We’re now only a week away from the U.S. presidential election. In 2016, Donald Trump’s surprise victory led to an unexpected rally in asset prices, and there was a broad uptrend in stocks, commodities, and other financial assets. While most polls suggest Joe Biden has an edge over Trump, these polls should be taken with a grain of salt, especially considering the 2016 outcome. How will the U.S. election results impact stock markets?
Biden or Trump: Who's better for stock markets?
Many analysts believe that a Biden victory could trigger a crash in U.S. stock markets. Biden has proposed increasing capital gains tax and corporate tax, which is theoretically negative for stock markets. With higher capital gains tax, people may feel pressure to sell off their stocks before the tax hike kicks in, and with higher corporate tax, companies' EPS are reduced and their stock looks more expensive. Incidentally, Trump’s tax cuts were among the reasons U.S. stock markets rallied in his tenure.

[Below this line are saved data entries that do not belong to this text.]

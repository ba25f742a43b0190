//! Local-filesystem store backend over [`std::fs`].

use std::fs::{self, File};
use std::io::{self, Read, Write};
use std::path::Path;
use std::time::SystemTime;

use crate::{FileInfo, StreamStore, WriteCloser};

/// A [`StreamStore`] rooted in the local filesystem.
///
/// Paths given to store operations are used verbatim, so callers address
/// files exactly as they would with [`std::fs`].
#[derive(Clone, Copy, Debug, Default)]
pub struct FsStore;

impl FsStore {
    /// Creates a filesystem store.
    #[must_use]
    pub fn new() -> Self {
        Self
    }
}

fn entry_name(path: &Path) -> String {
    path.file_name()
        .map_or_else(|| "/".to_owned(), |n| n.to_string_lossy().into_owned())
}

#[cfg(unix)]
fn mode_of(metadata: &fs::Metadata) -> u32 {
    use std::os::unix::fs::PermissionsExt;
    metadata.permissions().mode()
}

#[cfg(not(unix))]
fn mode_of(metadata: &fs::Metadata) -> u32 {
    if metadata.permissions().readonly() {
        0o555
    } else {
        0o755
    }
}

fn info_from(name: String, metadata: &fs::Metadata) -> FileInfo {
    FileInfo::new(
        name,
        metadata.len(),
        mode_of(metadata),
        metadata.modified().unwrap_or(SystemTime::UNIX_EPOCH),
        metadata.is_dir(),
    )
}

impl StreamStore for FsStore {
    fn stat(&self, path: &Path) -> io::Result<FileInfo> {
        let metadata = fs::metadata(path)?;
        Ok(info_from(entry_name(path), &metadata))
    }

    fn lstat(&self, path: &Path) -> io::Result<FileInfo> {
        let metadata = fs::symlink_metadata(path)?;
        Ok(info_from(entry_name(path), &metadata))
    }

    fn read_dir(&self, path: &Path) -> io::Result<Vec<FileInfo>> {
        let mut entries = Vec::new();
        for entry in fs::read_dir(path)? {
            let entry = entry?;
            let metadata = entry.metadata()?;
            entries.push(info_from(
                entry.file_name().to_string_lossy().into_owned(),
                &metadata,
            ));
        }
        entries.sort_by(|a, b| a.name().cmp(b.name()));
        Ok(entries)
    }

    #[cfg(unix)]
    fn mkdir(&self, path: &Path, mode: u32) -> io::Result<()> {
        use std::os::unix::fs::DirBuilderExt;
        fs::DirBuilder::new().mode(mode).create(path)
    }

    #[cfg(not(unix))]
    fn mkdir(&self, path: &Path, _mode: u32) -> io::Result<()> {
        fs::create_dir(path)
    }

    fn remove(&self, path: &Path) -> io::Result<()> {
        if fs::symlink_metadata(path)?.is_dir() {
            fs::remove_dir(path)
        } else {
            fs::remove_file(path)
        }
    }

    fn open_read(&self, path: &Path) -> io::Result<Box<dyn Read + Send>> {
        Ok(Box::new(File::open(path)?))
    }

    fn create_write(&self, path: &Path) -> io::Result<Box<dyn WriteCloser>> {
        Ok(Box::new(FsWriter {
            file: File::create(path)?,
        }))
    }
}

struct FsWriter {
    file: File,
}

impl Write for FsWriter {
    fn write(&mut self, buf: &[u8]) -> io::Result<usize> {
        self.file.write(buf)
    }

    fn flush(&mut self) -> io::Result<()> {
        self.file.flush()
    }
}

impl WriteCloser for FsWriter {
    fn close(self: Box<Self>) -> io::Result<()> {
        self.file.sync_all()
    }
}
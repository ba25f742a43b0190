//! Configuration for sinks and sources.

use std::path::PathBuf;
use std::sync::Arc;
use std::time::Duration;

use store::StreamStore;

/// Time a batch may stay open before an auto-flushing sink flushes it.
pub const DEFAULT_MAX_UNFLUSHED_TIME: Duration = Duration::from_secs(10);

/// Interval at which a source re-checks for data that does not exist yet.
pub const DEFAULT_POLL_PERIOD: Duration = Duration::from_secs(5);

/// Compression applied transparently to every batch file.
///
/// The selected codec wraps the store handed to the sink or source; both
/// sides of a log must agree on it.
#[derive(Clone, Copy, Debug, Default, Eq, PartialEq)]
pub enum Compression {
    /// Batch files are stored as written.
    #[default]
    None,
    /// Snappy frame format.
    Snappy,
    /// Zstandard.
    Zstd,
}

impl Compression {
    pub(crate) fn wrap(self, store: Arc<dyn StreamStore>) -> Arc<dyn StreamStore> {
        match self {
            Self::None => store,
            Self::Snappy => Arc::new(compress::SnappyStore::new(store)),
            Self::Zstd => Arc::new(compress::ZstdStore::new(store)),
        }
    }
}

/// Configuration for a manually flushed [`MessageSink`](crate::MessageSink).
#[derive(Clone, Debug)]
pub struct SinkConfig {
    /// Log root directory. Created (with ancestors) if absent.
    pub path: PathBuf,
    /// Compression codec for batch files.
    pub compression: Compression,
}

impl SinkConfig {
    /// Configuration for a log rooted at `path` with the default settings.
    pub fn new(path: impl Into<PathBuf>) -> Self {
        Self {
            path: path.into(),
            compression: Compression::None,
        }
    }
}

/// Configuration for an auto-flushing
/// [`MessageSinkAutoFlush`](crate::MessageSinkAutoFlush).
#[derive(Clone, Debug)]
pub struct AutoFlushConfig {
    /// Log root directory. Created (with ancestors) if absent.
    pub path: PathBuf,
    /// Longest time a batch may stay open once it holds a message. A zero
    /// duration selects [`DEFAULT_MAX_UNFLUSHED_TIME`].
    pub max_unflushed_time: Duration,
    /// Flush after this many messages. Zero disables the count threshold.
    pub max_unflushed_messages: u64,
    /// Compression codec for batch files.
    pub compression: Compression,
}

impl AutoFlushConfig {
    /// Configuration for a log rooted at `path` with the default settings.
    pub fn new(path: impl Into<PathBuf>) -> Self {
        Self {
            path: path.into(),
            max_unflushed_time: DEFAULT_MAX_UNFLUSHED_TIME,
            max_unflushed_messages: 0,
            compression: Compression::None,
        }
    }
}

/// Configuration for a [`MessageSource`](crate::MessageSource).
#[derive(Clone, Debug)]
pub struct SourceConfig {
    /// Log root directory.
    pub path: PathBuf,
    /// Sleep between polls for a batch file (or batch data) that does not
    /// exist yet. A zero duration selects [`DEFAULT_POLL_PERIOD`].
    pub poll_period: Duration,
    /// Compression codec the log was written with.
    pub compression: Compression,
}

impl SourceConfig {
    /// Configuration for a log rooted at `path` with the default settings.
    pub fn new(path: impl Into<PathBuf>) -> Self {
        Self {
            path: path.into(),
            poll_period: DEFAULT_POLL_PERIOD,
            compression: Compression::None,
        }
    }
}
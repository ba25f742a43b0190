//! Cooperative cancellation for blocking consumers.
//!
//! [`MessageSource::consume_messages`](crate::MessageSource::consume_messages)
//! blocks indefinitely while waiting for data, so callers hand it a
//! [`CancelToken`] and observe cancellation at the documented wait points.
//! Cancelling — whether by hand or by deadline — is a normal shutdown, not
//! an error.

use std::cell::Cell;
use std::thread;
use std::time::{Duration, Instant};

use crossbeam_channel::{Receiver, RecvTimeoutError, Sender, TryRecvError, bounded};

/// Cancels the paired [`CancelToken`], either explicitly or when dropped.
#[derive(Debug)]
pub struct Canceller {
    // Cancellation is the disconnect observed by the receiving side when
    // this sender drops; nothing is ever sent.
    _tx: Sender<()>,
}

impl Canceller {
    /// Cancels the paired token.
    pub fn cancel(self) {
        drop(self);
    }
}

/// A cancellation signal observed by blocking loops.
#[derive(Debug)]
pub struct CancelToken {
    kind: Kind,
}

#[derive(Debug)]
enum Kind {
    Never,
    Manual(Receiver<()>),
    Deadline {
        rx: Receiver<Instant>,
        fired: Cell<bool>,
    },
}

impl CancelToken {
    /// A token that is never cancelled.
    #[must_use]
    pub fn never() -> Self {
        Self { kind: Kind::Never }
    }

    /// A token that cancels itself once `deadline` has elapsed.
    #[must_use]
    pub fn after(deadline: Duration) -> Self {
        Self {
            kind: Kind::Deadline {
                rx: crossbeam_channel::after(deadline),
                fired: Cell::new(false),
            },
        }
    }

    /// A token cancelled by its paired [`Canceller`].
    #[must_use]
    pub fn manual() -> (Canceller, Self) {
        let (tx, rx) = bounded(0);
        (
            Canceller { _tx: tx },
            Self {
                kind: Kind::Manual(rx),
            },
        )
    }

    /// Whether the token has been cancelled.
    #[must_use]
    pub fn is_cancelled(&self) -> bool {
        match &self.kind {
            Kind::Never => false,
            Kind::Manual(rx) => matches!(rx.try_recv(), Err(TryRecvError::Disconnected)),
            Kind::Deadline { rx, fired } => {
                if rx.try_recv().is_ok() {
                    fired.set(true);
                }
                fired.get()
            }
        }
    }

    /// Sleeps for `period`, waking early on cancellation.
    ///
    /// Returns `true` when the token was (or became) cancelled.
    #[must_use]
    pub fn sleep(&self, period: Duration) -> bool {
        match &self.kind {
            Kind::Never => {
                thread::sleep(period);
                false
            }
            Kind::Manual(rx) => {
                matches!(rx.recv_timeout(period), Err(RecvTimeoutError::Disconnected))
            }
            Kind::Deadline { rx, fired } => {
                if fired.get() {
                    return true;
                }
                if rx.recv_timeout(period).is_ok() {
                    fired.set(true);
                }
                fired.get()
            }
        }
    }
}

Your 401k’s will crash with Biden. Massive Biden Tax and Regulation increases will destroy all that you have built! Additionally, 180 Million People will lose their Private Healthcare Plans.— Donald J. Trump (@realDonaldTrump) October 21, 2020
On multiple occasions, Trump has claimed markets would crash if he weren't president. He also sought to blame the Democrats for the U.S. stock markets falling in February, in the early days of the coronavirus pandemic.
Will the U.S. stock markets crash after the election?
While Biden might increase tax during his tenure, we could also see more stimulus under a Democratic president. Markets are vouching for another round of stimulus after COVID-19 infections spiked in recent weeks.
Bad news on the presidential election is perceived as good news for the stock market. Despite knowing a @JoeBiden win means lower corporate earnings and higher taxes, investors think the weaker economy Biden will create means even larger doses of fiscal and monetary stimulus.— Peter Schiff (@PeterSchiff) October 13, 2020
A widely held view is that the Trump’s administration’s response to the pandemic hasn’t been up to the mark. Trump, along with U.K. prime minister Boris Johnson and Brazilian president Jair Bolsonaro, was a coronavirus skeptic. All three leaders were infected with the virus but later recovered. However, the administration's reaction to the virus may steer voters away from Trump.
A contested election: The worst possible outcome?
A contested election, which possibility Trump hasn’t ruled out, could be the worst outcome for markets, according to some observers. Any stimulus could be even more delayed, and a contested election would create uncertainty—something the markets hate. Furthermore, a contested election could create social unrest, pressuring market sentiment. However, over the medium term, Biden’s plan of a higher stimulus and rate hikes could actually be favorable for markets.
Trump went from opposing any COVID relief legislation until after the election to pushing for a big deal ASAP— Judd Legum (@JuddLegum) October 9, 2020
What changed his mind, reportedly, was not the millions of people suffering but the fact that the stock market lost a few hundred points
The last time U.S. election results were contested was in 2000. At that time, the S&P 500 fell 7.8 percent between the election and the end of the year. Other factors, such as the dot-com bubble, rate-hike fears, and dismal corporate earnings also contributed to the sell-off.
In fact, the current macro environment is somewhat similar to that of 2000. U.S. tech stocks have soared to their highest valuation since 2000, in a rally many are comparing to the dot-com boom. The electric vehicle stock craze especially looks like a bubble—in September, for instance, little-known renewable energy stock SPI Energy spiked 4,400 percent in intraday trading after the company announced a subsidiary to produce electric cars. So, could we see a replay of 2000 in stock markets? We'll have to wait and see.